Mountain range in California, United States

The Santa Cruz Mountains (Note: Mutsun Ohlone: Mak-sah-re-jah, "Sharp Ridged Mountain of the Eagle" or "People of the Eagle Mountain") are a mountain range in central and Northern California, United States, constituting a part of the Pacific Coast Ranges. They form a ridge down the San Francisco Peninsula, south of San Francisco. They separate the Pacific Ocean from the San Francisco Bay and the Santa Clara Valley, and continue south to the Central Coast, bordering Monterey Bay and ending at the Salinas Valley. The range passes through the counties of San Mateo, Santa Clara, and Santa Cruz, with the Pajaro River forming the southern boundary.

== Geography ==

The northernmost portion of the Santa Cruz Mountains, north of Half Moon Bay Road (SR 92), is known as Montara Mountain; the middle portion is the Sierra Morena, which includes a summit called Sierra Morena, and extends south to a gap at Lexington Reservoir; south of the gap, the mountain range is known as the Sierra Azul.
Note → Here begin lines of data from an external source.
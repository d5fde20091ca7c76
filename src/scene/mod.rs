//! 场景系统
//!
//! 提供飞行相机、无限世界的瓦片流式加载和每个瓦片的地形场景生成。

pub mod camera;
pub mod terrain;
pub mod tiles;

pub use camera::{CameraMove, CameraState, Turn};
pub use terrain::{Placement, PropKind, TerrainScene, TerrainSceneFactory};
pub use tiles::{
    tile_stream_system, GridBounds, ShiftDirection, TileCoord, TileFactory, TileGrid,
    TileStreamController, WorldTile, GRID_DIM, TILE_COUNT,
};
The highest point in the range is Loma Prieta, 11 mi west of Morgan Hill, with a height of 3786 ft, near the epicenter of the 1989 Loma Prieta earthquake. Other major peaks include Mount Umunhum at 3486 ft, Mount Thayer at 3479 ft, Mount Bielawski at 3231 ft, El Sombroso at 2999 ft, Eagle Rock at 2488 ft, Black Mountain at 2812 ft, and Sierra Morena at 2417 ft. The San Andreas Fault runs along or near the ridge line throughout the range. The interior east side of the mountains drops abruptly towards this fault line, especially near the towns of Woodside and Saratoga.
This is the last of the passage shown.